= Collected data =
== Segment start ==

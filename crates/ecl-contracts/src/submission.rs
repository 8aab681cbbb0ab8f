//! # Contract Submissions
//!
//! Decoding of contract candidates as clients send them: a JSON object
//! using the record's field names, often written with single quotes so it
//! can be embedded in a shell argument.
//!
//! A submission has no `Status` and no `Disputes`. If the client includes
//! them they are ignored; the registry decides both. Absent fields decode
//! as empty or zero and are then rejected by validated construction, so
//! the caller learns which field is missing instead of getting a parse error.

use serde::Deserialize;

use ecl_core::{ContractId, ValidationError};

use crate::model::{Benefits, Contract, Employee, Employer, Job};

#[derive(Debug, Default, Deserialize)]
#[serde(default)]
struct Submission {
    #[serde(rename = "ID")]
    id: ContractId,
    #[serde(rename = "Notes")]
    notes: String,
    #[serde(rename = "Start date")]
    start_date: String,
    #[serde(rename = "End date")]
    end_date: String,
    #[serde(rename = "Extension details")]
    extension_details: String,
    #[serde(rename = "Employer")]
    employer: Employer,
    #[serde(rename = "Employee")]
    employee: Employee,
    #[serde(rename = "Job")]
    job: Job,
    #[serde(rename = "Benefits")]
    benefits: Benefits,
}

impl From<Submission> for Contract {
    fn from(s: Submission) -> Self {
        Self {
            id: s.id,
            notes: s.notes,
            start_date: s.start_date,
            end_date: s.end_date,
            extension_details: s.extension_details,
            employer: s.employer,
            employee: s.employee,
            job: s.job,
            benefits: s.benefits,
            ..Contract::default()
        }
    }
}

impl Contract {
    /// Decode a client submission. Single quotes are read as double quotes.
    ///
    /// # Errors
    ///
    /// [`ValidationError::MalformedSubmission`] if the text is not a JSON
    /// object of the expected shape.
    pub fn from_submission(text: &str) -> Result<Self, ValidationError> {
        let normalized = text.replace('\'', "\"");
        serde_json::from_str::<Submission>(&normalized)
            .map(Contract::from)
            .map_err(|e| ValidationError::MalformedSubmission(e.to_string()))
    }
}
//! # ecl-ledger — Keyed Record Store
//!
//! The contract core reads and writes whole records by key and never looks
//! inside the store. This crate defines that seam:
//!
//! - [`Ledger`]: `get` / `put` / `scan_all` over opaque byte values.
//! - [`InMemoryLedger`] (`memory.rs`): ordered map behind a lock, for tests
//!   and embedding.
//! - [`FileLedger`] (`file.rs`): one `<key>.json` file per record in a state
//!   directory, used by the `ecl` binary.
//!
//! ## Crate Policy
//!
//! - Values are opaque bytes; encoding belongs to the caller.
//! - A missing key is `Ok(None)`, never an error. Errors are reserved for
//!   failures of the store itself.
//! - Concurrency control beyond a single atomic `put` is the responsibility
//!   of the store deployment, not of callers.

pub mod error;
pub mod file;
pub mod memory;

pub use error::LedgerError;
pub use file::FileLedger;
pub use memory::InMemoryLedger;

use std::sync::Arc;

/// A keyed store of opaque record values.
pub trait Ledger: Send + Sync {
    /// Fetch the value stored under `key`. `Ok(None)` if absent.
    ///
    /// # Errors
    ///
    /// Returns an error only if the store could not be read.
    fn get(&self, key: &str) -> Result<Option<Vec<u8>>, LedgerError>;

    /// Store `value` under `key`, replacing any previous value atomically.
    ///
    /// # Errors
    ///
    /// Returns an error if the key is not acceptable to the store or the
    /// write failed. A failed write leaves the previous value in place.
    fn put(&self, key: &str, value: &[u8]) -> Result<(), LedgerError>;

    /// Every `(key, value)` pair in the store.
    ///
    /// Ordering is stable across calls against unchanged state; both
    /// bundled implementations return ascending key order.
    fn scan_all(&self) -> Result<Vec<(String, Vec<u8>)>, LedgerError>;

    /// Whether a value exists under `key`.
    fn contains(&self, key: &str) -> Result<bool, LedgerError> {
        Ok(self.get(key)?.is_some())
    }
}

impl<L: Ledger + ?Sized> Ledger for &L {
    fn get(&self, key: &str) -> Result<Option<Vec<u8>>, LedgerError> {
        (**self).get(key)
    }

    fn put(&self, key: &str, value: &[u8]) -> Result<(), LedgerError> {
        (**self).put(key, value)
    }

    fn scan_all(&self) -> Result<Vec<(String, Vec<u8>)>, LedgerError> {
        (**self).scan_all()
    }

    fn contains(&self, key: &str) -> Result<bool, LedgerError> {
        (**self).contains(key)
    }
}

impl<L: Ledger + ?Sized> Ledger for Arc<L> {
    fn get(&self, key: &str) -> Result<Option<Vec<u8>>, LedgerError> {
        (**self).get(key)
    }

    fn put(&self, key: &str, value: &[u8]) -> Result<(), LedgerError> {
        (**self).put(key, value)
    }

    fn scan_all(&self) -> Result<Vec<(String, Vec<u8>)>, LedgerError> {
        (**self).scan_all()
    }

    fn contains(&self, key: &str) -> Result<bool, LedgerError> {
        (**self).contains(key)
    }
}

== Segment end ==
== Segment start ==

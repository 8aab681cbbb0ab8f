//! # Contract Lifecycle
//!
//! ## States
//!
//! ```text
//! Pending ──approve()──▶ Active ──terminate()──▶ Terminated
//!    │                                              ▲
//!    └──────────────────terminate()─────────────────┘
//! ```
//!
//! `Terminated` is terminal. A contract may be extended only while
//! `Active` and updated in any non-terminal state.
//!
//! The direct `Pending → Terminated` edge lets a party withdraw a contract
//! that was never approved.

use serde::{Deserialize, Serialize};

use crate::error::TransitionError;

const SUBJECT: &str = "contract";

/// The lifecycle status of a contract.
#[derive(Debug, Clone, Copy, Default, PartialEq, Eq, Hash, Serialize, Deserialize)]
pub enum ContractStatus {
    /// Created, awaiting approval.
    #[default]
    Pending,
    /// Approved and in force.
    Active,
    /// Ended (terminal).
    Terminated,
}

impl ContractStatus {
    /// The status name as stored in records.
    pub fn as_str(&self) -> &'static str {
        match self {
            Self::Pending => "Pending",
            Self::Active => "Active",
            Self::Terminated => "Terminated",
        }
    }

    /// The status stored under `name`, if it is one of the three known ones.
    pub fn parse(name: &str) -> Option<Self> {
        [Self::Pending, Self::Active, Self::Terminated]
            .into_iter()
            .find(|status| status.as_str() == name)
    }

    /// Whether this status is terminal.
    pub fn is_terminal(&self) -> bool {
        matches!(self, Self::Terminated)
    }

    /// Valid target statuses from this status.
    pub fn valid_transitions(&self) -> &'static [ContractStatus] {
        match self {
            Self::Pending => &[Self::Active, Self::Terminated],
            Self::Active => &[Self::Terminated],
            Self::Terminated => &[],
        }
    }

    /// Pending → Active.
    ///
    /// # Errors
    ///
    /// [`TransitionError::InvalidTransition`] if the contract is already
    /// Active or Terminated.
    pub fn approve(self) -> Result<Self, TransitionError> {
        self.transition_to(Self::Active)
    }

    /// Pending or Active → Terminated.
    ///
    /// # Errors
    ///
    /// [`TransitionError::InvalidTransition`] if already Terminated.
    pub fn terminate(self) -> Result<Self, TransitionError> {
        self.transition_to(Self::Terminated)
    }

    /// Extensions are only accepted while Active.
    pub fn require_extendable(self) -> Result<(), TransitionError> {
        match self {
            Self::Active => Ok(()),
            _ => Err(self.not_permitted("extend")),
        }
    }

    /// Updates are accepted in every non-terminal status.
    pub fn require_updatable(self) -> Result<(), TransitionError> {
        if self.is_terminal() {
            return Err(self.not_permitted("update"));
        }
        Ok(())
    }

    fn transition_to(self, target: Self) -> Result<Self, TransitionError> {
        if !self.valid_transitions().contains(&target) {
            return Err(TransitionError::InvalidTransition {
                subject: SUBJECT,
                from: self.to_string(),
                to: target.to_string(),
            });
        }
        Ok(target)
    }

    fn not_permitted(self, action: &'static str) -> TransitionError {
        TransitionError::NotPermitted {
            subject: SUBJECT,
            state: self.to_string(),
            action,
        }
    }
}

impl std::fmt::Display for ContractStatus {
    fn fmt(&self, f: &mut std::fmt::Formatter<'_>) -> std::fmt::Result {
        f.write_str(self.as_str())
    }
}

== Segment end ==
== Segment start ==

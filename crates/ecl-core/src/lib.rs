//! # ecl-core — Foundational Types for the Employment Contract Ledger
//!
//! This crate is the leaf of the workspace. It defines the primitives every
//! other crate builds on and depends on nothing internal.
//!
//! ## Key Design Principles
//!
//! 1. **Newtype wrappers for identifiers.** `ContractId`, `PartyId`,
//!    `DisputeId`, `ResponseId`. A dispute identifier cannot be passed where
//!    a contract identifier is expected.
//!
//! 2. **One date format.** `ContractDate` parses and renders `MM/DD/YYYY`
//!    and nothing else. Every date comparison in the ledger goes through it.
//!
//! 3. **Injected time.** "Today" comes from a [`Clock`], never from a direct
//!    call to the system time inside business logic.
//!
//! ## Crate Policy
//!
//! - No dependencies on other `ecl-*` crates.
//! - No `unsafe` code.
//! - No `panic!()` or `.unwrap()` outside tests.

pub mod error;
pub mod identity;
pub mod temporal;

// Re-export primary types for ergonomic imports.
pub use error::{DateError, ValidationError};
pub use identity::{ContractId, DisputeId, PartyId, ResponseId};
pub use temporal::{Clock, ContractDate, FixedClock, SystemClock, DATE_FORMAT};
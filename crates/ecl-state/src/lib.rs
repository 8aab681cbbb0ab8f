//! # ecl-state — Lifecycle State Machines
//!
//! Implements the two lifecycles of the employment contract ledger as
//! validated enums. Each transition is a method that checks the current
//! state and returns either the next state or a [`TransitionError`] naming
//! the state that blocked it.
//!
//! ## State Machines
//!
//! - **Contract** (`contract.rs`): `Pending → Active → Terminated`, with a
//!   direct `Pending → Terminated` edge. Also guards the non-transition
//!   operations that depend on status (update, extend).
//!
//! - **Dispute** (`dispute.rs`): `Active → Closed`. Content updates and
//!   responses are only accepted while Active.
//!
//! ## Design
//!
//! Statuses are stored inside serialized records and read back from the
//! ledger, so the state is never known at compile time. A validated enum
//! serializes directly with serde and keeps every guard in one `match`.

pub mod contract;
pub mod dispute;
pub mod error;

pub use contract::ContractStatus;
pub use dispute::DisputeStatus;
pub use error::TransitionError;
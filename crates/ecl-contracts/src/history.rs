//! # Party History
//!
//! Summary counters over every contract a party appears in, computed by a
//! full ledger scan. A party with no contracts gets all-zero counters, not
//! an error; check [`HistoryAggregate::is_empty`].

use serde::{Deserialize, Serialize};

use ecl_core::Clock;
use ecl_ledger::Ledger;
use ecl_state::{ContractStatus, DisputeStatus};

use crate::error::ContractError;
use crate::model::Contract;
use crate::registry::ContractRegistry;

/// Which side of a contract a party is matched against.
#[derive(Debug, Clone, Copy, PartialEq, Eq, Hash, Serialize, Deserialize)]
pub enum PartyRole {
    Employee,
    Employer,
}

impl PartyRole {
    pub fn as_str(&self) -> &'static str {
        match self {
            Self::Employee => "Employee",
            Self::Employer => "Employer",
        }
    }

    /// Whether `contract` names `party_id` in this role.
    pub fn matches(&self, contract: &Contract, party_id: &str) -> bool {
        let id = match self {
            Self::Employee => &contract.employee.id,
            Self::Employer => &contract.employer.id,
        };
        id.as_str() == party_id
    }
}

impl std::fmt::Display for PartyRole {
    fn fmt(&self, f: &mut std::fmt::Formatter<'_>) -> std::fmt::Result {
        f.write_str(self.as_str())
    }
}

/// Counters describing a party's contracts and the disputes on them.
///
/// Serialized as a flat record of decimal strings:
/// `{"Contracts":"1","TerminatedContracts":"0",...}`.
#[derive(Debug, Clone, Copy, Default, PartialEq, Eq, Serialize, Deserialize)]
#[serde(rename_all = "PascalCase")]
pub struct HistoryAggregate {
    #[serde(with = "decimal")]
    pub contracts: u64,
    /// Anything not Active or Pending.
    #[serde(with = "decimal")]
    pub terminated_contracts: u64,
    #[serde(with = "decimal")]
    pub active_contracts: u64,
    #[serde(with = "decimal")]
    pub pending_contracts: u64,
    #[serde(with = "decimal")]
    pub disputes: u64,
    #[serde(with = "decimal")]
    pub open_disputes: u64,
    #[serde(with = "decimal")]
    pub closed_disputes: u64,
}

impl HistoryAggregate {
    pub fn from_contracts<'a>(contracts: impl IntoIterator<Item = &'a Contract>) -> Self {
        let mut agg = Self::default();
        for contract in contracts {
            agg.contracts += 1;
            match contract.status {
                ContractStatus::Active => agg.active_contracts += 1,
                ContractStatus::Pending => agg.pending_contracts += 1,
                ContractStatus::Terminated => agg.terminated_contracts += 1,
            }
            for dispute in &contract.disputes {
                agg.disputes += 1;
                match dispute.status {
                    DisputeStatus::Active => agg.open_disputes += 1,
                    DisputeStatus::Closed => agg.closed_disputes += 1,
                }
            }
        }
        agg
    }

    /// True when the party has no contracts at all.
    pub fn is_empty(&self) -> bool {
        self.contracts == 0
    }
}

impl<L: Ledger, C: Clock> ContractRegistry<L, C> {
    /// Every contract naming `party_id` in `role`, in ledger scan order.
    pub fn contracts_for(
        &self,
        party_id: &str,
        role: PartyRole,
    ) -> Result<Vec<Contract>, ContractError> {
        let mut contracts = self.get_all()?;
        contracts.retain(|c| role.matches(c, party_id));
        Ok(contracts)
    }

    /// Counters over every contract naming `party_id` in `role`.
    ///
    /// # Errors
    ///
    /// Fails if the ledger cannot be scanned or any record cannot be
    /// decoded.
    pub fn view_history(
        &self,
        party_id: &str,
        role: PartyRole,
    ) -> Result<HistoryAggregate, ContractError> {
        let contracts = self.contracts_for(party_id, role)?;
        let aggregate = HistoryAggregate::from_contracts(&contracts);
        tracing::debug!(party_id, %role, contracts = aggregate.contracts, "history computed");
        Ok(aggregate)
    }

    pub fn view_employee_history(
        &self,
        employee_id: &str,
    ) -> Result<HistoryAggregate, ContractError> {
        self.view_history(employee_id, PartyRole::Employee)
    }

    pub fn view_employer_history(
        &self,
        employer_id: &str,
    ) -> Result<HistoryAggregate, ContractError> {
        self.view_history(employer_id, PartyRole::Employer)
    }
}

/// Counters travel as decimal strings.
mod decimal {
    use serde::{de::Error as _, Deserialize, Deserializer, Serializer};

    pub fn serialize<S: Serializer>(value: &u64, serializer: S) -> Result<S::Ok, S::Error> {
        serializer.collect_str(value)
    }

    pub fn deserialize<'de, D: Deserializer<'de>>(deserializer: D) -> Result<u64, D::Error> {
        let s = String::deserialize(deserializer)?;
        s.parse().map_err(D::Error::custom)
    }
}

== Segment end ==

= WHAT TO WORK ON =
Which lines run from the one holding "filename crates/ecl-contracts/src/submission.rs" through the one holding "quotes so it" in the records above? Repeat them exactly, both included, and nothing more.

= TASK SOLUTION =
filename crates/ecl-contracts/src/submission.rs
repository 8aab681cbbb0ab8f
//! # Contract Submissions
//!
//! Decoding of contract candidates as clients send them: a JSON object
//! using the record's field names, often written with single quotes so it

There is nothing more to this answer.